On a aussi transformé un petit bateau, parce que l’eau est un espace où il n’y a pas de frontières, de limites, où tout est possible. Si on rentre dans ce bateau avec des clients, on est dans un autre espace, ça crée une atmosphère où il n’y a pas de limites, on s’isole du traintrain quotidien.
 
En travaillant une matière comme le cuir, pour un canapé chez B&B par exemple, on se rend compte du grand nombre de chutes et de déchets. On a donc fait un travail de récupération des chutes pour en créer des peaux, qui nous ont permis de créer une collection de mobilier pour B&B. Ce n’est pas évident au début de faire comprendre aux marques ou aux éditeurs le but de notre travail, notre rapport au savoir-faire et à la matière.
 
Le Japon est aussi une référence forte pour nous.
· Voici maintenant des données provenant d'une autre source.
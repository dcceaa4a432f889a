use std::path::{Path, PathBuf};

use serde::Deserialize;

#[derive(Debug, Default, Deserialize)]
#[serde(default)]
pub struct Config {
    pub general: GeneralConfig,
    pub output: OutputConfig,
}

#[derive(Debug, Default, Deserialize)]
#[serde(default)]
pub struct GeneralConfig {
    /// Prefix the kernel pseudo-files are read under. Unset means the
    /// live filesystem; agents in a container point this at the host
    /// tree bind-mounted inside.
    pub root: Option<PathBuf>,
}

#[derive(Debug, Deserialize)]
#[serde(default)]
pub struct OutputConfig {
    pub format: String,
    pub per_core: bool,
}

impl Default for OutputConfig {
    fn default() -> Self {
        OutputConfig {
            format: "table".to_string(),
            per_core: true,
        }
    }
}

pub fn config_path() -> Option<PathBuf> {
    dirs::config_dir().map(|p| p.join("vitals").join("config.toml"))
}

pub fn load_config() -> Config {
    match config_path() {
        Some(path) if path.exists() => load_config_from_path(&path),
        _ => Config::default(),
    }
}

pub fn load_config_from_path(path: &Path) -> Config {
    match std::fs::read_to_string(path) {
        Ok(contents) => toml::from_str(&contents).unwrap_or_default(),
        Err(_) => Config::default(),
    }
}
use std::collections::HashMap;

use crate::format::{
    format_bytes, format_celsius, format_mhz, format_percent, format_speed, truncate_unicode,
};
use crate::snapshot::HostSnapshot;

/// Plain-text table, one line per entry. Pure so the layout is testable
/// without a terminal; the binary just prints the lines.
pub fn table(snapshot: &HostSnapshot, per_core: bool) -> Vec<String> {
    let mut lines = Vec::new();
    let cpu = &snapshot.cpu;

    lines.push(format!(
        "cpu   {}",
        truncate_unicode(or_dash(&cpu.topology.model_name), 52)
    ));
    lines.push(format!(
        "      {} cores / {} threads, cache {}",
        cpu.topology.cores,
        cpu.topology.threads,
        or_dash(&cpu.topology.cache_size)
    ));
    lines.push(format!(
        "      util {}  freq {}  temp {}",
        format_percent(cpu.utilization_percent),
        format_mhz(cpu.effective_frequency_mhz),
        format_celsius(cpu.temperature_celsius)
    ));
    if per_core {
        for (thread, busy) in sorted_threads(&cpu.thread_utilization) {
            lines.push(format!("      {thread:<6} {}", format_percent(busy)));
        }
    }

    let memory = &snapshot.memory;
    lines.push(format!(
        "mem   used {} / {}, swap {} / {}",
        format_bytes(memory.used),
        format_bytes(memory.total),
        format_bytes(memory.swap_used),
        format_bytes(memory.swap_total)
    ));

    let disk = &snapshot.disk;
    lines.push(format!(
        "disk  used {} / {}, free {}",
        format_bytes(disk.used),
        format_bytes(disk.total),
        format_bytes(disk.free)
    ));

    for iface in &snapshot.interfaces {
        lines.push(format!(
            "net   {:<8} {:<8} {:>10}  rx {} ({} err)  tx {} ({} err)",
            truncate_unicode(&iface.name, 8),
            iface.state.value(),
            format_speed(*iface.speed_mbit.value()),
            format_bytes(*iface.rx_bytes.value()),
            iface.rx_errors.value(),
            format_bytes(*iface.tx_bytes.value()),
            iface.tx_errors.value()
        ));
    }

    lines
}

fn or_dash(value: &str) -> &str {
    if value.is_empty() { "-" } else { value }
}

// Core ids sort by index, so cpu10 lands after cpu2 instead of between
// cpu1 and cpu2.
fn sorted_threads(utilization: &HashMap<String, f64>) -> Vec<(&str, f64)> {
    let mut threads: Vec<(&str, f64)> = utilization
        .iter()
        .map(|(thread, &busy)| (thread.as_str(), busy))
        .collect();
    threads.sort_by(|a, b| {
        thread_index(a.0)
            .cmp(&thread_index(b.0))
            .then_with(|| a.0.cmp(b.0))
    });
    threads
}

fn thread_index(thread: &str) -> u64 {
    thread
        .strip_prefix("cpu")
        .and_then(|index| index.parse().ok())
        .unwrap_or(u64::MAX)
}
use std::collections::HashMap;

use insta::assert_debug_snapshot;
use vitals::cpu::{CpuReport, CpuTicks, Topology};
use vitals::disk::DiskInfo;
use vitals::memory::MemoryInfo;
use vitals::net::{Attr, InterfaceInfo};
use vitals::render;
use vitals::snapshot::HostSnapshot;

const GIB: u64 = 1024 * 1024 * 1024;

fn fixture() -> HostSnapshot {
    HostSnapshot {
        cpu: CpuReport {
            topology: Topology {
                model_name: "Test CPU".to_string(),
                cores: 4,
                threads: 4,
                cache_size: "8192 KB".to_string(),
                frequency_mhz: HashMap::from([("cpu0".to_string(), 2400.0)]),
            },
            ticks: CpuTicks {
                user: 100,
                system: 250,
                idle: 750,
                total: 1150,
            },
            utilization_percent: 25.0,
            thread_utilization: HashMap::from([
                ("cpu0".to_string(), 12.5),
                ("cpu1".to_string(), 100.0),
                ("cpu2".to_string(), f64::NAN),
                ("cpu10".to_string(), 0.0),
            ]),
            effective_frequency_mhz: 2400.0,
            temperature_celsius: Some(45.23),
        },
        memory: MemoryInfo {
            total: 16 * GIB,
            used: 8 * GIB,
            available: 8 * GIB,
            swap_total: 4 * GIB,
            swap_used: 0,
            swap_free: 4 * GIB,
        },
        disk: DiskInfo {
            total: 250 * GIB,
            free: 150 * GIB,
            used: 100 * GIB,
        },
        interfaces: vec![
            InterfaceInfo {
                name: "eth0".to_string(),
                state: Attr::Read("up".to_string()),
                speed_mbit: Attr::Read(1000),
                rx_bytes: Attr::Read(GIB),
                tx_bytes: Attr::Read(512 * 1024 * 1024),
                rx_errors: Attr::Read(0),
                tx_errors: Attr::Read(3),
            },
            InterfaceInfo {
                name: "lo".to_string(),
                state: Attr::Read("unknown".to_string()),
                speed_mbit: Attr::Defaulted(-1),
                rx_bytes: Attr::Read(2048),
                tx_bytes: Attr::Read(2048),
                rx_errors: Attr::Read(0),
                tx_errors: Attr::Read(0),
            },
        ],
    }
}

#[test]
fn table_layout_stays_stable() {
    let lines = render::table(&fixture(), true);

    assert_debug_snapshot!(lines, @r#"
    [
        "cpu   Test CPU",
        "      4 cores / 4 threads, cache 8192 KB",
        "      util 25.00%  freq 2400.0 MHz  temp 45.23 °C",
        "      cpu0   12.50%",
        "      cpu1   100.00%",
        "      cpu2   n/a",
        "      cpu10  0.00%",
        "mem   used 8.0 GB / 16.0 GB, swap 0 B / 4.0 GB",
        "disk  used 100.0 GB / 250.0 GB, free 150.0 GB",
        "net   eth0     up        1000 Mb/s  rx 1.0 GB (0 err)  tx 512.0 MB (3 err)",
        "net   lo       unknown           -  rx 2 KB (0 err)  tx 2 KB (0 err)",
    ]
    "#);
}

#[test]
fn per_core_rows_can_be_suppressed() {
    let lines = render::table(&fixture(), false);

    assert!(!lines.iter().any(|line| line.contains("cpu0")));
    // The headline utilization stays.
    assert!(lines.iter().any(|line| line.contains("util 25.00%")));
}

#[test]
fn json_serialization_flattens_attribute_wrappers() {
    let value = serde_json::to_value(fixture()).unwrap();

    assert_eq!(value["cpu"]["temperature_celsius"], 45.23);
    assert_eq!(value["cpu"]["topology"]["threads"], 4);
    assert_eq!(value["memory"]["total"], 16 * GIB);
    // Attr serializes as its bare value, defaulted or not.
    assert_eq!(value["interfaces"][0]["speed_mbit"], 1000);
    assert_eq!(value["interfaces"][1]["speed_mbit"], -1);
    assert_eq!(value["interfaces"][0]["state"], "up");
    // NaN has no JSON representation and comes out null.
    assert!(value["cpu"]["thread_utilization"]["cpu2"].is_null());
}
use std::path::Path;

use serde::Serialize;

use crate::error::{Error, Result};
use crate::source::FileSource;

pub const MEMINFO_PATH: &str = "/proc/meminfo";

/// RAM and swap occupancy in bytes. `used` counts what is not available
/// for new allocations, so page cache the kernel can drop is not charged.
#[derive(Clone, Copy, Debug, Default, PartialEq, Eq, Serialize)]
pub struct MemoryInfo {
    pub total: u64,
    pub used: u64,
    pub available: u64,
    pub swap_total: u64,
    pub swap_used: u64,
    pub swap_free: u64,
}

pub fn read<S: FileSource>(source: &S) -> Result<MemoryInfo> {
    let contents = source.read_to_string(Path::new(MEMINFO_PATH))?;
    parse(&contents)
}

/// Every required key must be present; a table without `MemAvailable`
/// (kernels before 3.14) is rejected rather than read as zero.
pub fn parse(contents: &str) -> Result<MemoryInfo> {
    let mut total = None;
    let mut available = None;
    let mut swap_total = None;
    let mut swap_free = None;

    for line in contents.lines() {
        let Some((key, rest)) = line.split_once(':') else {
            continue;
        };
        let (slot, name) = match key.trim() {
            "MemTotal" => (&mut total, "MemTotal"),
            "MemAvailable" => (&mut available, "MemAvailable"),
            "SwapTotal" => (&mut swap_total, "SwapTotal"),
            "SwapFree" => (&mut swap_free, "SwapFree"),
            _ => continue,
        };
        *slot = Some(parse_kilobytes(name, rest)?);
    }

    let require = |slot: Option<u64>, key: &'static str| {
        slot.ok_or_else(|| Error::Parse {
            path: MEMINFO_PATH.into(),
            what: key,
            value: "missing".to_string(),
        })
    };
    let total = require(total, "MemTotal")?;
    let available = require(available, "MemAvailable")?;
    let swap_total = require(swap_total, "SwapTotal")?;
    let swap_free = require(swap_free, "SwapFree")?;

    Ok(MemoryInfo {
        total,
        used: total.saturating_sub(available),
        available,
        swap_total,
        swap_used: swap_total.saturating_sub(swap_free),
        swap_free,
    })
}

// Lines read `MemTotal:   16384256 kB`; values are kilobytes regardless
// of the printed unit.
fn parse_kilobytes(key: &'static str, rest: &str) -> Result<u64> {
    let value = rest.trim().split_whitespace().next().unwrap_or("");
    let kilobytes: u64 = value.parse().map_err(|_| Error::Parse {
        path: MEMINFO_PATH.into(),
        what: key,
        value: value.to_string(),
    })?;
    Ok(kilobytes * 1024)
}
Le savoir-faire fait partie de la culture, ils préservent la transmission d’une génération à l’autre. La qualité en devient extrême, c’est au minimum 6 ou 7 générations dans ces entreprises. Ce processus nous fascine, on essaye de se rapprocher au maximum de ces valeurs car en occident on a tendance à les perdre. A force de vendre et de produire en quantité, on perd le savoir-faire. C’est aussi ce qui est motivant dans ce métier : passer d’un savoir-faire à l’autre.
 
On a trouvé un mot, pour décrire notre démarche, parce qu’on navigue beaucoup entre l’architecture et le design : finalement, on se voit bien dans l’idée de « storytecture ». On travaille la matière et les structures en lien avec leur histoire. Et c’est ce qui va guider et va exprimer la forme ; C’est l’essence de notre travail.